В мифологии почти всей известной ойкумены начальное состояние человечества описано (в космологическом аспекте) как соединение земли и неба, как вдавленность неба в землю. В антропологическом ключе это означает слитность, неразделённость небесного, сиречь логического человека, и человека земного, чувственного. Таким образом низший, или начальный (в филогенетическом плане) логос есть логос "впечатанный" в пространство, или логос объективирующий, то есть как бы размещающий "вещи" (сиречь "зовомые") в пространстве телесной локомоции, синтезированном слухом, зрением и осязанием. Иными словами, логические структуры выстроены в таком формате, как если бы субъекты высказываний имели чувственные денотаты, то есть обозначали бы предметы чувственного мира, хотя на самом деле в большинстве случаев, и, как правило, это не так. Но благодаря такому строению речи в дело вовлекается чувственный телесный человек с его энергией и движением. Так что речь, своими смыслами обращённая вовсе не к нему, а к логическому небесному человеку (Логосу), оживляется и движется силами земного человека, обманутого формой речи, как якобы сигнальной системой, отсылающей к интересным для него телесным сущностям пространства. (Эта иллюзия речи, обманывающая чувственного человека, в индийской культуре зовётся "майей "). Этот обман был бы, конечно, невозможен без мира искусственных тел: без тектонического вещного пространства, которое в совокупности зовётся "материальной культурой". При этом предметы этого пространства не просто даны, как предметы природного' чувственного мира, но, либо созиждены, либо созидаемы, либо проектируемы (т.е. могут быть созиждены). Таким образом, обманутый объективирующей речью чувственный человек это уже не природный человек, но - человек орудийный, созидающий тела. Его усилия и движения это уже не движения ориентации и схватывания, но - трудовые усилия и движения.
В самом деле, если бы человек в своём искусственном предметном мире просто обнюхивал, осязал, вкушал тела и т.п., то он был бы смысл слово, обращенное к небесному человеку, не должно обязательно иметь вещественный денотат в виде данной чувствам, созижденной или могущей быть созижденной (виртуальной) вещи.
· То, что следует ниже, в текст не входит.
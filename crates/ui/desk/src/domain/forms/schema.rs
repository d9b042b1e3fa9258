//! Form schema and the required-field table.
//!
//! Both forms (opportunity, signup) describe their required fields with the
//! same `RequiredFields` structure: field key -> error message. The table can
//! be overridden from the config file, the field order always comes from the
//! schema.

use std::collections::BTreeMap;

use serde::{Deserialize, Serialize};

use super::FormField;

/// `{ field key -> error message }` for every field that must not be blank.
#[derive(Debug, Clone, Default, PartialEq, Eq, Serialize, Deserialize)]
#[serde(transparent)]
pub struct RequiredFields(BTreeMap<String, String>);

impl RequiredFields {
    pub fn new<K, M>(entries: impl IntoIterator<Item = (K, M)>) -> Self
    where
        K: Into<String>,
        M: Into<String>,
    {
        Self(
            entries
                .into_iter()
                .map(|(k, m)| (k.into(), m.into()))
                .collect(),
        )
    }

    pub fn message(&self, key: &str) -> Option<&str> {
        self.0.get(key).map(String::as_str)
    }

    pub fn contains(&self, key: &str) -> bool {
        self.0.contains_key(key)
    }

    /// Replace messages (and add fields) from `overrides`.
    pub fn merge(mut self, overrides: &RequiredFields) -> Self {
        for (k, m) in &overrides.0 {
            self.0.insert(k.clone(), m.clone());
        }
        self
    }

    pub fn len(&self) -> usize {
        self.0.len()
    }

    pub fn is_empty(&self) -> bool {
        self.0.is_empty()
    }
}

/// Declarative schema for a form.
///
/// - `title`:        Display title
/// - `description`:  Optional descriptive text rendered above the fields
/// - `fields`:       Ordered collection of `FormField` definitions
/// - `submit_path`:  Server-rendered endpoint the form posts to
/// - `busy_label`:   Shown on the submit control while a submission is in flight
#[derive(Debug, Clone)]
pub struct FormSchema {
    pub title: String,
    pub description: Option<String>,
    pub fields: Vec<FormField>,
    pub submit_path: String,
    pub busy_label: String,
}

impl FormSchema {
    pub fn new(
        title: impl Into<String>,
        submit_path: impl Into<String>,
        fields: Vec<FormField>,
    ) -> Self {
        Self {
            title: title.into(),
            description: None,
            fields,
            submit_path: submit_path.into(),
            busy_label: "Saving...".into(),
        }
    }

    pub fn description(mut self, desc: impl Into<String>) -> Self {
        self.description = Some(desc.into());
        self
    }

    pub fn busy_label(mut self, label: impl Into<String>) -> Self {
        self.busy_label = label.into();
        self
    }

    pub fn field_count(&self) -> usize {
        self.fields.len()
    }

    pub fn field_by_key(&self, key: &str) -> Option<&FormField> {
        self.fields.iter().find(|f| f.key == key)
    }

    pub fn position(&self, key: &str) -> Option<usize> {
        self.fields.iter().position(|f| f.key == key)
    }
}

#[cfg(test)]
mod tests {
    use super::*;

    #[test]
    fn merge_overrides_messages() {
        let base = RequiredFields::new([("name", "Name is required."), ("age", "Age is required.")]);
        let overrides = RequiredFields::new([("name", "Bitte Namen angeben.")]);
        let merged = base.merge(&overrides);
        assert_eq!(merged.message("name"), Some("Bitte Namen angeben."));
        assert_eq!(merged.message("age"), Some("Age is required."));
        assert_eq!(merged.len(), 2);
    }

    #[test]
    fn required_fields_deserialize_from_plain_table() {
        let parsed: RequiredFields =
            serde_json::from_str(r#"{"title": "Title missing"}"#).unwrap();
        assert!(parsed.contains("title"));
    }
}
Поэтому о Слове, которое "бысть плоть" говорится, что оно (слово) "было к Богу". Таким образом слово, обращенное к богу, как плоть небесного человека, как бы отражается от двусторонней поверхности пространственно отформатированной речи обратно в небо, не проникая на землю, - так как оно не имеет на самом деле земных смыслов, могущих как-то продуктивно направлять трудовую волю раба. Отсюда мы имеем то, что земной человек (не рождённый свыше) воспринимает слово, обращённое к Богу, как обман, как пустую фантазию, как нечто, не приносящее плода. Поэтому небесное слово сокрывается от земного человека и составляет так наз. эзотерическую истину. В традиционных обществах с детьми никогда не говорят о религии; нерождённые дважды (второй раз от духа) приравниваются к детям, независимо от физиологического возраста. По той же причине пространственные действия, направляемые пространственно отформатированным небесным словом являются созидательно и предметно пустыми, - это так называемые религиозные ритуалы, чья предметность пуста (пустой ковчег, пустая статуя бога), и в которых не созидается никакая чувственно или умственно достоверная вещь.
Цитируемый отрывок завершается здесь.